The regression model should encompass all the options of each program. A unique definition should be
adopted (Easter, outliers…). For calendar effects, additional definitions could be considered (for
instance, Week Days+Saturdays+Sundays). Light development (1 month) and testing.
Step 2
Common estimation procedure.
For the estimation of RegArima models, the current choice of JD+ must be checked (Kalman filter +
optimization procedure). The comparison must be done following different criteria: precision,
robustness, speed. Few new developments, more testing (1 month).
Step 3
Extension of Tramo with features of X12
Modification of the current implementation of Tramo to take into account the additional features of X12
(preliminary leap year correction, automatic detection of the length of Easter effect, tests on any
regression variable). Light developments (2 month)
Step 4
Possible improvements of some sub-modules of Tramo
Possible improvement of Tramo. Any automatic routine can always be improved. Even if Tramo has
been fine-tuned by A. Maravall, some improvements are always possible (comparison with current X12
solutions…). Such research needs:


The definition of criteria to compare models (see for instance what is currently used in Tramo:
BIC, Ljung-Box of the residuals, number of outliers, stability tests…)
The comparison of the current implementation against new modules (with simulated series and
with real series); the impact should be measured for the sub-module and for the global
algorithm (using the criteria mentioned above).
Some examples are given below:






Some current seasonality tests seem too strict (QS significance level…) or not robust enough
(spectral diagnostics); they could be improved (perhaps).
The current log/levels algorithms are not robust against the presence of additive outliers: they
lead systematically to log transformations.
The choice of the ARMA model in Tramo is based on Hannan-Rissanen; the robustness of that
solution is not clear for complex models (especially with MA polynomials); moreover, the
current algorithm seems to lead to sometimes unnecessary complex models.

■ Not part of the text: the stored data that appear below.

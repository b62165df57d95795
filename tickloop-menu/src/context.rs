//! Menu navigation and editing state machine

use heapless::Vec;
use tickloop_core::log::NOOP_LOG;
use tickloop_core::{CapacityError, Log, LogEvent, Signal};
use tickloop_hal::Ticks;

use crate::item::{MenuCommand, MenuItem, MenuScreen, TextField};
use crate::multitap::MultiTap;
use crate::router::MenuKey;

/// Maximum number of screens on the navigation stack (root included)
pub const MAX_DEPTH: usize = 8;

/// Rows available for items on a 4-line display (one is the title)
pub const DEFAULT_VISIBLE_ROWS: usize = 3;

/// What the menu is currently doing
#[derive(Debug, Clone, Copy, PartialEq, Eq)]
#[cfg_attr(feature = "defmt", derive(defmt::Format))]
pub enum MenuMode {
    /// Moving through items
    Browsing,
    /// Changing a number live with up/down
    EditingStepped,
    /// Typing a number
    EnteringNumeric,
    /// Typing text with multi-tap keys
    EnteringText,
}

/// In-progress edit
enum Edit<'a> {
    Stepped {
        label: &'a str,
        target: &'a Signal<i32>,
        step: i32,
        original: i32,
    },
    Numeric {
        label: &'a str,
        target: &'a Signal<i32>,
        value: i32,
        /// No digit typed yet; the next one replaces the value
        fresh: bool,
    },
    Text {
        label: &'a str,
        target: &'a TextField,
        input: MultiTap,
    },
}

impl<'a> Edit<'a> {
    fn label(&self) -> &'a str {
        match *self {
            Edit::Stepped { label, .. }
            | Edit::Numeric { label, .. }
            | Edit::Text { label, .. } => label,
        }
    }

    fn mode(&self) -> MenuMode {
        match self {
            Edit::Stepped { .. } => MenuMode::EditingStepped,
            Edit::Numeric { .. } => MenuMode::EnteringNumeric,
            Edit::Text { .. } => MenuMode::EnteringText,
        }
    }
}

/// Navigation stack, selection and edit state
///
/// All operations are total: keys that make no sense in the current mode
/// are ignored.
pub struct MenuContext<'a> {
    root: &'a MenuScreen<'a>,
    /// Screens opened above the root
    stack: Vec<&'a MenuScreen<'a>, { MAX_DEPTH - 1 }>,
    selected: usize,
    top: usize,
    visible_rows: usize,
    edit: Option<Edit<'a>>,
    log: &'a dyn Log,
}

impl<'a> MenuContext<'a> {
    /// Create a context showing `root`, sized for a 4-line display
    pub fn new(root: &'a MenuScreen<'a>) -> Self {
        Self {
            root,
            stack: Vec::new(),
            selected: 0,
            top: 0,
            visible_rows: DEFAULT_VISIBLE_ROWS,
            edit: None,
            log: &NOOP_LOG,
        }
    }

    /// Set how many item rows fit under the title
    pub fn with_visible_rows(mut self, rows: usize) -> Self {
        self.set_visible_rows(rows);
        self
    }

    /// Resize the item window, scrolling so the selection stays inside it
    pub fn set_visible_rows(&mut self, rows: usize) {
        self.visible_rows = rows.max(1);
        if self.selected >= self.top + self.visible_rows {
            self.top = self.selected + 1 - self.visible_rows;
        }
    }

    pub fn with_log(mut self, log: &'a dyn Log) -> Self {
        self.log = log;
        self
    }

    // ------------------------------------------------------------------------
    // Queries
    // ------------------------------------------------------------------------

    pub fn screen(&self) -> &'a MenuScreen<'a> {
        self.stack.last().copied().unwrap_or(self.root)
    }

    /// Number of screens above the root
    pub fn depth(&self) -> usize {
        self.stack.len()
    }

    pub fn selected(&self) -> usize {
        self.selected
    }

    /// Index of the first item shown
    pub fn top(&self) -> usize {
        self.top
    }

    pub fn visible_rows(&self) -> usize {
        self.visible_rows
    }

    pub fn mode(&self) -> MenuMode {
        self.edit.as_ref().map_or(MenuMode::Browsing, Edit::mode)
    }

    pub fn is_editing(&self) -> bool {
        self.edit.is_some()
    }

    /// Label of the item being edited
    pub fn edit_label(&self) -> Option<&'a str> {
        self.edit.as_ref().map(Edit::label)
    }

    /// Number shown while editing a numeric item
    pub fn edit_value(&self) -> Option<i32> {
        match self.edit.as_ref()? {
            Edit::Stepped { target, .. } => Some(target.get()),
            Edit::Numeric { value, .. } => Some(*value),
            Edit::Text { .. } => None,
        }
    }

    /// Text shown while entering a string
    pub fn edit_text(&self) -> Option<&str> {
        match self.edit.as_ref()? {
            Edit::Text { input, .. } => Some(input.as_str()),
            _ => None,
        }
    }

    /// Character position of the text entry cursor
    pub fn text_cursor(&self) -> Option<usize> {
        match self.edit.as_ref()? {
            Edit::Text { input, .. } => Some(input.cursor()),
            _ => None,
        }
    }

    // ------------------------------------------------------------------------
    // Navigation
    // ------------------------------------------------------------------------

    /// Open a screen, ignored (and logged) at maximum depth
    pub fn push(&mut self, screen: &'a MenuScreen<'a>) {
        let _ = self.try_push(screen);
    }

    pub fn try_push(&mut self, screen: &'a MenuScreen<'a>) -> Result<(), CapacityError> {
        if self.stack.push(screen).is_err() {
            self.log.log(LogEvent::ScreenPushRejected { depth: MAX_DEPTH });
            return Err(CapacityError::MenuStackFull { depth: MAX_DEPTH });
        }
        self.selected = 0;
        self.top = 0;
        Ok(())
    }

    /// Back: cancel an edit, or return to the parent screen
    pub fn pop(&mut self) {
        if self.edit.is_some() {
            self.cancel_edit();
            return;
        }
        if self.stack.pop().is_some() {
            self.selected = 0;
            self.top = 0;
        }
    }

    /// Close every screen above the root
    pub fn pop_to_root(&mut self) {
        if self.edit.is_some() {
            self.cancel_edit();
        }
        self.stack.clear();
        self.selected = 0;
        self.top = 0;
    }

    /// Up/down
    ///
    /// Moves the selection while browsing, keeping it inside the visible
    /// window. While stepping a value, adds `delta * step` to it.
    pub fn move_by(&mut self, delta: i32) {
        match &self.edit {
            Some(Edit::Stepped { target, step, .. }) => {
                target.set(target.get().saturating_add(delta.saturating_mul(*step)));
                return;
            }
            Some(_) => return,
            None => {}
        }

        let count = self.screen().count();
        if count == 0 {
            return;
        }

        let selected = (self.selected as i64 + delta as i64).clamp(0, count as i64 - 1);
        self.selected = selected as usize;

        if self.selected < self.top {
            self.top = self.selected;
        }
        if self.selected >= self.top + self.visible_rows {
            self.top = self.selected + 1 - self.visible_rows;
        }
    }

    /// Select: run the selected item, or confirm an edit
    pub fn activate(&mut self) {
        if self.edit.is_some() {
            self.confirm_edit();
            return;
        }

        let Some(item) = self.screen().item(self.selected) else {
            return;
        };

        match *item {
            MenuItem::Action { action, .. } => action(),
            MenuItem::Command { command, .. } => match command() {
                MenuCommand::Stay => {}
                MenuCommand::Back => self.pop(),
                MenuCommand::Root => self.pop_to_root(),
            },
            MenuItem::Submenu { screen, .. } => self.push(screen),
            MenuItem::Toggle { target, .. } => target.toggle(),
            MenuItem::EditLong {
                label,
                target,
                step,
            } => {
                self.begin_edit(Edit::Stepped {
                    label,
                    target,
                    step,
                    original: target.get(),
                });
            }
            MenuItem::EnterLong { label, target } => {
                self.begin_edit(Edit::Numeric {
                    label,
                    target,
                    value: target.get(),
                    fresh: true,
                });
            }
            MenuItem::EnterString {
                label,
                target,
                max_len,
                timing,
            } => {
                let input = MultiTap::new(&target.get(), max_len, timing);
                self.begin_edit(Edit::Text {
                    label,
                    target,
                    input,
                });
            }
        }
    }

    /// Jump to a visible row (0 is the first item row) and activate it
    ///
    /// Ignored while editing or past the end of the screen.
    pub fn select_visible_row(&mut self, row: usize) {
        if self.edit.is_some() {
            return;
        }
        let index = self.top + row;
        if index < self.screen().count() {
            self.selected = index;
            self.activate();
        }
    }

    // ------------------------------------------------------------------------
    // Editing
    // ------------------------------------------------------------------------

    /// Digit key (0..=9) at tick `now`
    pub fn digit(&mut self, digit: u8, now: Ticks) {
        if digit > 9 {
            return;
        }
        match &mut self.edit {
            Some(Edit::Numeric { value, fresh, .. }) => {
                let digit = i32::from(digit);
                if *fresh {
                    *value = digit;
                    *fresh = false;
                } else if *value < 0 {
                    *value = value.saturating_mul(10).saturating_sub(digit);
                } else {
                    *value = value.saturating_mul(10).saturating_add(digit);
                }
            }
            Some(Edit::Text { input, .. }) => input.press(digit, now),
            _ => {}
        }
    }

    /// Delete key: drop the last digit or character
    pub fn delete(&mut self) {
        match &mut self.edit {
            Some(Edit::Numeric { value, fresh, .. }) => {
                *value /= 10;
                *fresh = false;
            }
            Some(Edit::Text { input, .. }) => input.delete(),
            _ => {}
        }
    }

    /// Idle processing, call every pass
    ///
    /// Commits a pending multi-tap character after the long timeout.
    pub fn tick(&mut self, now: Ticks) {
        if let Some(Edit::Text { input, .. }) = &mut self.edit {
            input.tick(now);
        }
    }

    /// Dispatch a routed key
    pub fn handle_key(&mut self, key: MenuKey, now: Ticks) {
        match key {
            MenuKey::Up => self.move_by(-1),
            MenuKey::Down => self.move_by(1),
            MenuKey::Back => self.pop(),
            MenuKey::Select => self.activate(),
            MenuKey::Delete => self.delete(),
            MenuKey::Line(row) => self.select_visible_row(row as usize),
            MenuKey::Digit(digit) => self.digit(digit, now),
        }
    }

    fn begin_edit(&mut self, edit: Edit<'a>) {
        self.edit = Some(edit);
        self.log.log(LogEvent::EditStarted);
    }

    fn confirm_edit(&mut self) {
        match self.edit.take() {
            Some(Edit::Stepped { .. }) => {}
            Some(Edit::Numeric { target, value, .. }) => target.set(value),
            Some(Edit::Text {
                target, mut input, ..
            }) => {
                input.commit();
                target.set(input.as_str());
            }
            None => return,
        }
        self.log.log(LogEvent::EditCommitted);
    }

    fn cancel_edit(&mut self) {
        match self.edit.take() {
            Some(Edit::Stepped {
                target, original, ..
            }) => target.set(original),
            // Numeric and text edits work on a copy
            Some(_) => {}
            None => return,
        }
        self.log.log(LogEvent::EditCancelled);
    }
}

The current implementation of the outliers detection in Tramo is extremely efficient because it
is based on simple approximations; however, the robustness of the method should be checked,
especially at the beginning of the period.
The calendar effects are sometimes removed too early in the processing; they could be reintroduced after the outliers detection (like in X12)
More generally, the coherence of some tests (Easter…) should be improved.
Other remarks:


Some steps may be processed in parallel (1 and 2 for instance)
The training for hobby developers (September) could take some of the points discussed above
as examples


The proposed investigations could greatly improve the understanding of the routines and the
sharing of the knowledge amongst the community
The tests/improvements may be a long process, which can be spread over several years.
Conclusions and final remarks
Main questions:
Developing a unique regarima module implies automatically changes in the current core engines and
more discrepancies in comparison with them. Do we accept such implications?
The cost of such a development is not negligible (but manageable with the current resources). Are
the benefits sufficient for undertaking it? What is the priority of the project?
Remarks
In any case, the development of a new pre-processing module will constitute a major release of the tool.
It should be associated with other major modifications, like the change to Java 8. It could not be planned
before the end of 2016.
The current versions of Tramo and of X12 should not disappear of the software; however, they should
not evolve any more.
Bibliography
GOMEZ V. AND MARAVALL A (1994): "Estimation, Prediction, and Interpolation for Nonstationary Series with the
Kalman Filter", Journal of the American Statistical Association, vol. 89, n° 426, 611-624.
Ljung G. M., Box G.E.P. (1979), "The Likelihood Function of Stationary Autoregressive-Moving Average Models",
Biometrika, 66, 2, 265-270.
Otto M. C., Bell W.R., Burman J.P. (1987), "An Iterative GLS Approach to Maximum Likelihood Estimation of
Regression Models with Arima Errors", Bureau of the Census, SRD Research Report CENSUS/SRD/RR_87/34.